The award-winning film — out in NY and LA and arriving nationwide this month — stars Sophie Okonedo as Sandra. But holy heartstrings! The real-life Laing came to the U.N. for the screening, and did a Q&A with director Anthony Fabian. Here are highlights from what they said…
End titles reveal that Sandra is estranged from her two brothers, an older one who looks white and a younger one who, like her, looks black. An audience member wonders why they won’t reunite with her.
Sandra: I think they are still angry with me because I left home with a black man and because I classified myself as colored.
Anthony: The other problem is that the brothers feel this is a private tragedy, and that bringing it into the public arena is very painful and wrong. However, I think Sandra feels that sharing her story is important enough to risk that pain.
As a child, Sandra was kicked out of her white school for her dark skin color. Someone asked if her younger brother experienced the same thing years later.
Sandra: No, he didn’t. He went to the same school that I went to. He finished there, and wasn’t kicked out.
Anthony: Having kicked Sandra out of school so dramatically 10 years earlier, the school was very embarrassed. When this boy went to the same school, the headmaster decided to take him under his wing and look after him — which is something that Sandra would have hugely benefited from if she had had the chance. But, also, he was lighter skinned and his features less distinctly African. I think that just gave him the edge in being able to be accepted by the white community. Today he lives with a white wife and I believe has white children. You have not seen them Sandra? No? And he, more than her older brother who looks white, feels very threatened by the association. You could say he is sort of in the closet as a black person, and having a black sister is a very threatening to him.
Sandra’s parents owned a small shop in the remote corner of Eastern Transvaal where they lived. In 2003, in a suburb of Johannesburg called Boksburg, Sandra opened a convenience store called “Sandra’s Rainbow Tuckshop” in her garage. Someone wondered how the business was going…
Sandra: I had to close the Tuckshop because they brought a shopping mall nearby.
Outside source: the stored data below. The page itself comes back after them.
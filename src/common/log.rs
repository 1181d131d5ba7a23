//! Logging helpers
//!
//! Console logger setup, a size-rotated file logger, and the `p*!` macros that
//! log a message and echo it to the terminal when the level is enabled.

use std::fs::{self, File, OpenOptions};
use std::io::{self, Write};
use std::path::{Path, PathBuf};
use std::str::FromStr;

use chrono::Local;
use log::LevelFilter;

use super::error::{Result, UtilError};

/// Maximum size of one log file before it is rotated (10 MiB)
pub const LOG_FILE_MAX_BYTES: u64 = 10 * 1024 * 1024;

/// Number of rotated log files kept next to the active one
pub const LOG_FILE_BACKUPS: usize = 5;

const LOG_TIME_FORMAT: &str = "%m/%d/%Y %I:%M:%S %p";

/// Initialize the console logger
///
/// `RUST_LOG` takes precedence over `level`. Calling it more than once is harmless.
///
/// # Parameters
///
/// * `level` - Log level
pub fn init_logger(level: &str) {
    let env = env_logger::Env::default().filter_or("RUST_LOG", level);

    let _ = env_logger::Builder::from_env(env).try_init();
}

/// Parse a log level name (`error`, `warn`, `info`, `debug`, `trace`, `off`)
pub fn parse_level(level: &str) -> Result<LevelFilter> {
    LevelFilter::from_str(level)
        .map_err(|_| UtilError::Config(format!("Invalid log level: {}", level)))
}

/// Route all logging to `<tempdir>/<name>.log`
///
/// The file rotates at [`LOG_FILE_MAX_BYTES`] keeping [`LOG_FILE_BACKUPS`] old files.
/// Lines look like `05/17/2024 09:41:07 PM - my_crate::module - INFO - main - message`.
///
/// # Returns
///
/// The path of the active log file.
pub fn configure_logging(name: &str, level: Option<LevelFilter>) -> Result<PathBuf> {
    let path = std::env::temp_dir().join(format!("{}.log", name));
    let writer = RotatingFile::open(&path, LOG_FILE_MAX_BYTES, LOG_FILE_BACKUPS)?;

    env_logger::Builder::new()
        .filter_level(level.unwrap_or(LevelFilter::Info))
        .target(env_logger::Target::Pipe(Box::new(writer)))
        .format(|buf, record| {
            let thread = std::thread::current();
            writeln!(
                buf,
                "{} - {} - {} - {} - {}",
                Local::now().format(LOG_TIME_FORMAT),
                record.target(),
                record.level(),
                thread.name().unwrap_or("unnamed"),
                record.args()
            )
        })
        .try_init()?;

    Ok(path)
}

/// A file writer that rotates by size, like `name.log`, `name.log.1` ... `name.log.N`
pub struct RotatingFile {
    path: PathBuf,
    max_bytes: u64,
    backups: usize,
    file: File,
    written: u64,
}

impl RotatingFile {
    /// Open (append) the active file at `path`
    pub fn open(path: &Path, max_bytes: u64, backups: usize) -> io::Result<Self> {
        if let Some(parent) = path.parent() {
            fs::create_dir_all(parent)?;
        }
        let file = OpenOptions::new().create(true).append(true).open(path)?;
        let written = file.metadata()?.len();

        Ok(Self {
            path: path.to_path_buf(),
            max_bytes,
            backups,
            file,
            written,
        })
    }

    fn backup_path(&self, index: usize) -> PathBuf {
        let mut name = self.path.as_os_str().to_os_string();
        name.push(format!(".{}", index));
        PathBuf::from(name)
    }

    fn rotate(&mut self) -> io::Result<()> {
        self.file.flush()?;

        let oldest = self.backup_path(self.backups);
        if oldest.exists() {
            fs::remove_file(&oldest)?;
        }
        for index in (1..self.backups).rev() {
            let from = self.backup_path(index);
            if from.exists() {
                fs::rename(&from, self.backup_path(index + 1))?;
            }
        }
        fs::rename(&self.path, self.backup_path(1))?;

        self.file = OpenOptions::new()
            .create(true)
            .write(true)
            .truncate(true)
            .open(&self.path)?;
        self.written = 0;
        Ok(())
    }
}

impl Write for RotatingFile {
    fn write(&mut self, buf: &[u8]) -> io::Result<usize> {
        if self.backups > 0 && self.written > 0 && self.written + buf.len() as u64 > self.max_bytes {
            self.rotate()?;
        }
        let n = self.file.write(buf)?;
        self.written += n as u64;
        Ok(n)
    }

    fn flush(&mut self) -> io::Result<()> {
        self.file.flush()
    }
}

/// Log at info level and print to stdout when info is enabled
#[macro_export]
macro_rules! pinfo {
    ($($arg:tt)+) => {{
        let msg = format!($($arg)+);
        $crate::__log::info!("{}", msg);
        if $crate::__log::log_enabled!($crate::__log::Level::Info) {
            println!("{}", msg);
        }
    }};
}

/// Log at debug level and print to stdout when debug is enabled
#[macro_export]
macro_rules! pdebug {
    ($($arg:tt)+) => {{
        let msg = format!($($arg)+);
        $crate::__log::debug!("{}", msg);
        if $crate::__log::log_enabled!($crate::__log::Level::Debug) {
            println!("{}", msg);
        }
    }};
}

/// Log at warn level and print to stderr when warn is enabled
#[macro_export]
macro_rules! pwarning {
    ($($arg:tt)+) => {{
        let msg = format!($($arg)+);
        $crate::__log::warn!("{}", msg);
        if $crate::__log::log_enabled!($crate::__log::Level::Warn) {
            eprintln!("{}", msg);
        }
    }};
}

/// Log at error level and print to stderr when error is enabled
#[macro_export]
macro_rules! perror {
    ($($arg:tt)+) => {{
        let msg = format!($($arg)+);
        $crate::__log::error!("{}", msg);
        if $crate::__log::log_enabled!($crate::__log::Level::Error) {
            eprintln!("{}", msg);
        }
    }};
}

/// Log at error level, print to stderr and exit with code 1
#[macro_export]
macro_rules! pfatal {
    ($($arg:tt)+) => {{
        let msg = format!($($arg)+);
        $crate::os::bye(&msg, 1)
    }};
}

#[cfg(test)]
mod tests {
    use super::*;
    use std::io::Write;

    #[test]
    fn test_init_logger() {
        // Installs the global logger; only checks it does not panic when repeated
        init_logger("debug");
        init_logger("info");
    }

    #[test]
    fn test_parse_level() {
        assert_eq!(parse_level("debug").unwrap(), LevelFilter::Debug);
        assert_eq!(parse_level("WARN").unwrap(), LevelFilter::Warn);
        assert!(parse_level("loud").is_err());
    }

    #[test]
    fn test_rotating_file_rotates() {
        let dir = tempfile::tempdir().unwrap();
        let path = dir.path().join("app.log");
        let mut writer = RotatingFile::open(&path, 16, 2).unwrap();

        writer.write_all(b"0123456789").unwrap();
        writer.write_all(b"abcdefghij").unwrap();
        writer.write_all(b"ABCDEFGHIJ").unwrap();
        writer.write_all(b"klmnopqrst").unwrap();
        writer.flush().unwrap();

        assert_eq!(fs::read_to_string(&path).unwrap(), "klmnopqrst");
        assert_eq!(fs::read_to_string(dir.path().join("app.log.1")).unwrap(), "ABCDEFGHIJ");
        assert_eq!(fs::read_to_string(dir.path().join("app.log.2")).unwrap(), "abcdefghij");
        assert!(!dir.path().join("app.log.3").exists());
    }

    #[test]
    fn test_echo_macros_compile() {
        crate::pinfo!("hello {}", 1);
        crate::pdebug!("debug {}", 2);
        crate::pwarning!("warning");
        crate::perror!("error {:?}", "x");
    }
}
Anthony: The zoning laws changed and this bloody great shopping mall said that they have to close all of the local businesses because it would be unfair competition for them. I think Sandra’s little Tuckshop isn’t going to stop people from buying things form a huge shopping mall. Very sadly, we tried very hard to stop that from happening. It seems to me, and I am sorry to all of the South Africans in the audience, but it’s a terrible indictment in a country with so little employment possibility to shut down a self starting business.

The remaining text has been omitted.